At this crest of a forested hill near Woodside, California, beyond the sprawling Silicon Valley megalopolis, it’s possible to see both the Pacific Ocean to the west and San Francisco Bay to the north. Yet the view somehow becomes even more beautiful as visibility decreases.
"When the fog comes up from the ocean, you really experience some incredible drama," says Elizabeth, a visual artist specializing in sculpture, tapestries, and film. "They’re some of the most killer sunsets I’ve experienced." Long before the project was completed, the couple got married at the site in 2013, she adds, "because it’s so special there."

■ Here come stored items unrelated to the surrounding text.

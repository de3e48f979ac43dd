use soroban_sdk::contracterror;

#[contracterror]
#[derive(Copy, Clone, Debug, Eq, PartialEq, PartialOrd, Ord)]
#[repr(u32)]
pub enum ContractError {
    AlreadyInitialized = 1,
    NotInitialized = 2,
    Unauthorized = 3,
    InvalidAllocation = 4,
    PoolNotFound = 5,
    PoolAlreadyExists = 6,
    TokensIdentical = 7,
    DepositZero = 8,
    InvalidAmount = 9,
    InsufficientStake = 10,
    RewardsLocked = 11,
    TransferFailed = 12,
    MathOverflow = 13,
}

A late addition to the design is the expanded entry, which forms a glass corner to provide a first glimpse into the house while extending a canopy and trellis outward. "That, I think, was a pivotal movement," says Gwise. "It took their concept of the glass box and brought it around to the front to give the house a sense of symmetry.”

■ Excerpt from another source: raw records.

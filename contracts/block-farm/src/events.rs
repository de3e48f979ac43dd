use soroban_sdk::{contracttype, symbol_short, Address, Env};

// ── Event payloads ──────────────────────────────────────────────────────────

/// Fired once when the farm is bootstrapped.
#[contracttype]
#[derive(Clone, Debug, Eq, PartialEq)]
pub struct InitializedEvent {
    pub admin: Address,
    pub reward_token: Address,
    pub reward_per_block: i128,
    pub max_reward_block: u32,
    pub block: u32,
}

#[contracttype]
#[derive(Clone, Debug, Eq, PartialEq)]
pub struct PoolAddedEvent {
    pub pool_id: u32,
    pub stake_token: Address,
    pub alloc_weight: u64,
    pub total_alloc_weight: u64,
    pub block: u32,
}

#[contracttype]
#[derive(Clone, Debug, Eq, PartialEq)]
pub struct PoolWeightSetEvent {
    pub pool_id: u32,
    pub old_weight: u64,
    pub new_weight: u64,
    pub total_alloc_weight: u64,
    pub block: u32,
}

/// Fired when a user adds stake to a pool.
#[contracttype]
#[derive(Clone, Debug, Eq, PartialEq)]
pub struct DepositedEvent {
    pub user: Address,
    pub pool_id: u32,
    pub amount: i128,
    pub new_user_amount: i128,
    pub block: u32,
}

/// Fired when a user takes stake out, with any reward paid alongside it.
#[contracttype]
#[derive(Clone, Debug, Eq, PartialEq)]
pub struct WithdrawnEvent {
    pub user: Address,
    pub pool_id: u32,
    pub amount: i128,
    pub remaining: i128,
    pub reward_paid: i128,
    pub block: u32,
}

#[contracttype]
#[derive(Clone, Debug, Eq, PartialEq)]
pub struct RewardClaimedEvent {
    pub user: Address,
    pub pool_id: u32,
    pub amount: i128,
    pub block: u32,
}

/// Fired when accrued reward is discarded on withdrawal.
#[contracttype]
#[derive(Clone, Debug, Eq, PartialEq)]
pub struct RewardForfeitedEvent {
    pub user: Address,
    pub pool_id: u32,
    pub amount: i128,
    pub block: u32,
}

#[contracttype]
#[derive(Clone, Debug, Eq, PartialEq)]
pub struct EmergencyWithdrawnEvent {
    pub user: Address,
    pub pool_id: u32,
    pub amount: i128,
    pub block: u32,
}

#[contracttype]
#[derive(Clone, Debug, Eq, PartialEq)]
pub struct RewardRateSetEvent {
    pub old_rate: i128,
    pub new_rate: i128,
    pub block: u32,
}

#[contracttype]
#[derive(Clone, Debug, Eq, PartialEq)]
pub struct MaxRewardBlockSetEvent {
    pub old_max: u32,
    pub new_max: u32,
    pub block: u32,
}

#[contracttype]
#[derive(Clone, Debug, Eq, PartialEq)]
pub struct RewardWindowOpenedEvent {
    pub block: u32,
}

/// Fired when the administrator sweeps the reward balance.
#[contracttype]
#[derive(Clone, Debug, Eq, PartialEq)]
pub struct RewardsRedeemedEvent {
    pub to: Address,
    pub amount: i128,
    pub block: u32,
}

#[contracttype]
#[derive(Clone, Debug, Eq, PartialEq)]
pub struct FundedEvent {
    pub funder: Address,
    pub amount: i128,
    pub block: u32,
}

#[contracttype]
#[derive(Clone, Debug, Eq, PartialEq)]
pub struct AdminSetEvent {
    pub old_admin: Address,
    pub new_admin: Address,
    pub block: u32,
}

// ── Publishers ──────────────────────────────────────────────────────────────

pub fn publish_initialized(
    env: &Env,
    admin: Address,
    reward_token: Address,
    reward_per_block: i128,
    max_reward_block: u32,
) {
    env.events().publish(
        (symbol_short!("INIT"), admin.clone()),
        InitializedEvent {
            admin,
            reward_token,
            reward_per_block,
            max_reward_block,
            block: env.ledger().sequence(),
        },
    );
}

pub fn publish_pool_added(
    env: &Env,
    pool_id: u32,
    stake_token: Address,
    alloc_weight: u64,
    total_alloc_weight: u64,
) {
    env.events().publish(
        (symbol_short!("POOL_ADD"), pool_id),
        PoolAddedEvent {
            pool_id,
            stake_token,
            alloc_weight,
            total_alloc_weight,
            block: env.ledger().sequence(),
        },
    );
}

pub fn publish_pool_weight_set(
    env: &Env,
    pool_id: u32,
    old_weight: u64,
    new_weight: u64,
    total_alloc_weight: u64,
) {
    env.events().publish(
        (symbol_short!("POOL_WGT"), pool_id),
        PoolWeightSetEvent {
            pool_id,
            old_weight,
            new_weight,
            total_alloc_weight,
            block: env.ledger().sequence(),
        },
    );
}

pub fn publish_deposited(
    env: &Env,
    user: Address,
    pool_id: u32,
    amount: i128,
    new_user_amount: i128,
) {
    env.events().publish(
        (symbol_short!("DEPOSIT"), user.clone(), pool_id),
        DepositedEvent {
            user,
            pool_id,
            amount,
            new_user_amount,
            block: env.ledger().sequence(),
        },
    );
}

pub fn publish_withdrawn(
    env: &Env,
    user: Address,
    pool_id: u32,
    amount: i128,
    remaining: i128,
    reward_paid: i128,
) {
    env.events().publish(
        (symbol_short!("WITHDRAW"), user.clone(), pool_id),
        WithdrawnEvent {
            user,
            pool_id,
            amount,
            remaining,
            reward_paid,
            block: env.ledger().sequence(),
        },
    );
}

pub fn publish_reward_claimed(env: &Env, user: Address, pool_id: u32, amount: i128) {
    env.events().publish(
        (symbol_short!("CLAIMED"), user.clone(), pool_id),
        RewardClaimedEvent {
            user,
            pool_id,
            amount,
            block: env.ledger().sequence(),
        },
    );
}

pub fn publish_reward_forfeited(env: &Env, user: Address, pool_id: u32, amount: i128) {
    env.events().publish(
        (symbol_short!("FORFEIT"), user.clone(), pool_id),
        RewardForfeitedEvent {
            user,
            pool_id,
            amount,
            block: env.ledger().sequence(),
        },
    );
}

pub fn publish_emergency_withdrawn(env: &Env, user: Address, pool_id: u32, amount: i128) {
    env.events().publish(
        (symbol_short!("EMRG_WD"), user.clone(), pool_id),
        EmergencyWithdrawnEvent {
            user,
            pool_id,
            amount,
            block: env.ledger().sequence(),
        },
    );
}

pub fn publish_reward_rate_set(env: &Env, old_rate: i128, new_rate: i128) {
    env.events().publish(
        (symbol_short!("RATE_SET"),),
        RewardRateSetEvent {
            old_rate,
            new_rate,
            block: env.ledger().sequence(),
        },
    );
}

pub fn publish_max_reward_block_set(env: &Env, old_max: u32, new_max: u32) {
    env.events().publish(
        (symbol_short!("MAXBLK"),),
        MaxRewardBlockSetEvent {
            old_max,
            new_max,
            block: env.ledger().sequence(),
        },
    );
}

pub fn publish_reward_window_opened(env: &Env) {
    env.events().publish(
        (symbol_short!("WINDOW"),),
        RewardWindowOpenedEvent {
            block: env.ledger().sequence(),
        },
    );
}

pub fn publish_rewards_redeemed(env: &Env, to: Address, amount: i128) {
    env.events().publish(
        (symbol_short!("REDEEM"), to.clone()),
        RewardsRedeemedEvent {
            to,
            amount,
            block: env.ledger().sequence(),
        },
    );
}

pub fn publish_funded(env: &Env, funder: Address, amount: i128) {
    env.events().publish(
        (symbol_short!("FUNDED"), funder.clone()),
        FundedEvent {
            funder,
            amount,
            block: env.ledger().sequence(),
        },
    );
}

pub fn publish_admin_set(env: &Env, old_admin: Address, new_admin: Address) {
    env.events().publish(
        (symbol_short!("ADMIN"), new_admin.clone()),
        AdminSetEvent {
            old_admin,
            new_admin,
            block: env.ledger().sequence(),
        },
    );
}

Juxtaposed against the glass is the home’s other material signature: the use of reclaimed and naturally-stained redwood, which the project’s builder, Louis Ptak, sourced from an airplane hangar being deconstructed at nearby Moffet Field.

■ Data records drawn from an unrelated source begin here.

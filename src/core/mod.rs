pub mod actions;
pub mod data;
pub mod fractals;
pub mod util;
pub mod viewport;
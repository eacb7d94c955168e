pub mod hsb_to_rgb;
pub mod pixel_to_complex_coords;
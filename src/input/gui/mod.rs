//! GUI input adapter for interactive exploration.
//!
//! A winit window with a pixels framebuffer and an egui overlay panel.

pub mod app;
pub mod commands;
pub mod events;

pub use commands::run_gui::RunGuiCommand;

"When we got the first batch, we knew it wasn’t meant to be just an exterior experience," Elizabeth recalls. "We were like, ‘It has to wrap and come inside. The redwood really played a major role in bringing the outdoors in.”
If Elizabeth’s artful eye helped shape the house and site’s renovation, so too did her husband, who spent over two decades as a designer for Apple. That’s how Christopher met first met James Gwise, who spent most of the 2000s at architecture firm Bohlin Cywinski Jackson, designer of many Apple stores. "Chris looks for the simplicity in complicated things," Elizabeth says. "We also connect over the emotional impact of bringing materials together."
Take how the redwood panels line up inside. Even as a door closes, or a Murphy bed in one studio folds into the wall, the pattern remains uninterrupted, as if the bed or door simply disappear. Or consider how the wood walls float above the concrete floors in the new addition. "Everything had to be on module, on rhythm," Gwise says. "Not much was left to chance in this house.”
There are many artful details inside, such as a bathroom sink carved into a massive boulder, for which added structural support had to be built underneath the floor, or a white marble step used as the final transition from the wood stairway to the concrete floor. Which is to say nothing of the bold marble kitchen countertops.
And indeed, the Seeds residence has proven to be inspiring. Elizabeth has created several outdoor sculptures there, using an outdoor area beside the house as a kind of testing ground.
"When making art, I like to go by feel and slowly find my way forward," she says, noting that the Seeds house turned out the same way: a series of continuing conversations that led to a simple concept, exquisitely executed. "It’s a really tight ship," Elizabeth adds. "The spaces and how they flow together really harmonize."